O desempenho recente dos mercados financeiros brasileiros reacendeu um debate relevante sobre estratégia de alocação de capital em cenários de volatilidade global. Em um movimento simultâneo, o Ibovespa atingiu seu maior nível histórico, enquanto o dólar recuou ao menor patamar em quase dois anos, invertendo a lógica que, até pouco tempo, sustentava a busca por proteção via ativos atrelados à moeda americana.
A desvalorização do dólar frente ao real ganhou força após a sinalização de alívio no cenário geopolítico. Os Estados Unidos e o Irã chegaram a um acordo de cessar-fogo temporário, com impacto direto sobre o Estreito de Ormuz, uma das principais rotas de escoamento de petróleo do mundo. A expectativa de normalização no fluxo de energia reduziu prêmios de risco e pressionou as cotações da commodity, que recuaram para abaixo de US$ 100 o barril.

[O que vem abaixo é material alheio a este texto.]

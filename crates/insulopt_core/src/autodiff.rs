use crate::traits::Scalar;
use num_traits::{One, Zero};
use std::ops::{Add, AddAssign, Div, Mul, MulAssign, Neg, Rem, Sub, SubAssign};

/// Simple Dual Number for Forward Mode AD
/// val: real part
/// eps: infinitesimal part
#[derive(Debug, Clone, Copy, PartialEq, PartialOrd)]
pub struct Dual {
    pub val: f64,
    pub eps: f64,
}

impl Dual {
    pub fn new(val: f64, eps: f64) -> Self {
        Self { val, eps }
    }

    /// Seeds an independent variable (unit tangent).
    pub fn variable(val: f64) -> Self {
        Self::new(val, 1.0)
    }
}

impl Zero for Dual {
    fn zero() -> Self {
        Self::new(0.0, 0.0)
    }
    fn is_zero(&self) -> bool {
        self.val == 0.0 && self.eps == 0.0
    }
}

impl One for Dual {
    fn one() -> Self {
        Self::new(1.0, 0.0)
    }
}

impl Add for Dual {
    type Output = Self;
    fn add(self, rhs: Self) -> Self {
        Self::new(self.val + rhs.val, self.eps + rhs.eps)
    }
}

impl Sub for Dual {
    type Output = Self;
    fn sub(self, rhs: Self) -> Self {
        Self::new(self.val - rhs.val, self.eps - rhs.eps)
    }
}

impl Mul for Dual {
    type Output = Self;
    fn mul(self, rhs: Self) -> Self {
        Self::new(self.val * rhs.val, self.val * rhs.eps + self.eps * rhs.val)
    }
}

impl Div for Dual {
    type Output = Self;
    fn div(self, rhs: Self) -> Self {
        let denom = rhs.val * rhs.val;
        Self::new(
            self.val / rhs.val,
            (self.eps * rhs.val - self.val * rhs.eps) / denom,
        )
    }
}

impl Neg for Dual {
    type Output = Self;
    fn neg(self) -> Self {
        Self::new(-self.val, -self.eps)
    }
}

impl Rem for Dual {
    type Output = Self;
    fn rem(self, rhs: Self) -> Self {
        // d/dx (x mod c) is 1 almost everywhere; the rhs tangent is dropped.
        Self::new(self.val % rhs.val, self.eps)
    }
}

impl AddAssign for Dual {
    fn add_assign(&mut self, rhs: Self) {
        *self = *self + rhs;
    }
}
impl SubAssign for Dual {
    fn sub_assign(&mut self, rhs: Self) {
        *self = *self - rhs;
    }
}
impl MulAssign for Dual {
    fn mul_assign(&mut self, rhs: Self) {
        *self = *self * rhs;
    }
}

impl Scalar for Dual {
    fn constant(value: f64) -> Self {
        Self::new(value, 0.0)
    }

    fn real(self) -> f64 {
        self.val
    }
}

/// Value and first derivative of a scalar function at `x`.
pub fn derivative<F>(f: F, x: f64) -> (f64, f64)
where
    F: Fn(Dual) -> Dual,
{
    let out = f(Dual::variable(x));
    (out.val, out.eps)
}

Nesse ambiente, o dólar à vista encerrou o dia cotado a R$ 5,1035, com queda de 1%, no menor nível desde maio de 2024. No mercado futuro, o movimento foi semelhante, acompanhando o enfraquecimento global da moeda americana. O índice DXY, que mede o desempenho do dólar frente a uma cesta de moedas fortes, caiu pelo terceiro pregão consecutivo, atingindo mínimas recentes.
Para Vanei Nagem, economista da Terra Investimentos, o movimento reflete uma mudança clara de percepção de risco. “Com a sinalização de trégua no Oriente Médio, o mercado rapidamente reduz prêmios geopolíticos. Isso abre espaço para apreciação de moedas emergentes e favorece mercados como o brasileiro, que ainda oferecem diferencial de juros relevante”, afirmou.
Na mesma linha, André Perfeito, economista-chefe da Necton Investimentos, destaca que o enfraquecimento do dólar não pode ser analisado isoladamente. “Há um componente global importante, com investidores revisando posições diante de uma possível acomodação do ciclo de aperto monetário nos Estados Unidos. Isso tende a reduzir a atratividade relativa do dólar no curto prazo”, avaliou.
A dinâmica reflete uma mudança mais ampla no apetite ao risco. Com a redução das tensões geopolíticas e maior previsibilidade no mercado de energia, investidores globais voltaram a direcionar recursos para ativos de maior risco, incluindo mercados emergentes. O Brasil, nesse contexto, aparece como um dos principais beneficiários.
Segundo avaliação de Lucca Bezzon, especialista de inteligência de mercado da StoneX, o comportamento do petróleo já indica uma inflexão relevante. “O petróleo ainda opera em níveis elevados, mas já é possível observar uma mudança clara de direção. Esse movimento tende a aliviar pressões inflacionárias e melhora o ambiente para ativos domésticos”, disse.
Esse reposicionamento se traduziu diretamente na Bolsa brasileira. O Ibovespa avançou e renovou máximas, impulsionado principalmente por papéis ligados a commodities e energia, além da retomada do fluxo estrangeiro. Para Rafaela Vitória, economista-chefe do Inter, o movimento também reflete fatores domésticos. “O Brasil combina juros ainda elevados com uma percepção de estabilidade macroeconômica relativamente melhor do que outros emergentes. Isso sustenta o interesse do investidor estrangeiro”, afirmou.
Os dados consolidados desde o fim de fevereiro ilustram essa assimetria. Enquanto o petróleo acumulou alta expressiva, com o Brent avançando mais de 30% e o WTI acima de 40% no período, o Ibovespa subiu cerca de 1,8%, sustentado por setores estratégicos. Já o S&P 500 apresentou leve retração, evidenciando uma rotação parcial de capital em direção a mercados fora dos Estados Unidos.
Para Paulo Gala, economista-chefe do Banco Master, o episódio reforça um ponto estrutural na discussão sobre alocação. “A ideia de que dolarizar é sempre proteção não se sustenta em todos os ciclos. Em momentos de entrada de capital e valorização de ativos locais, a exposição excessiva ao dólar pode gerar perda de oportunidade relevante”, disse.
O movimento recente expõe, portanto, os riscos de uma estratégia baseada exclusivamente na dolarização de portfólio. Mais do que negar a importância da diversificação internacional, o cenário atual reforça a necessidade de calibragem fina entre ativos locais e globais, considerando o estágio do ciclo econômico e a dinâmica de liquidez internacional.
Em um ambiente ainda marcado por incertezas, o que se observa não é a invalidação da proteção cambial, mas a evidência de que timing e alocação relativa seguem sendo determinantes para a geração de valor. O Brasil, ao menos neste momento, volta a ocupar posição de destaque no radar dos investidores globais.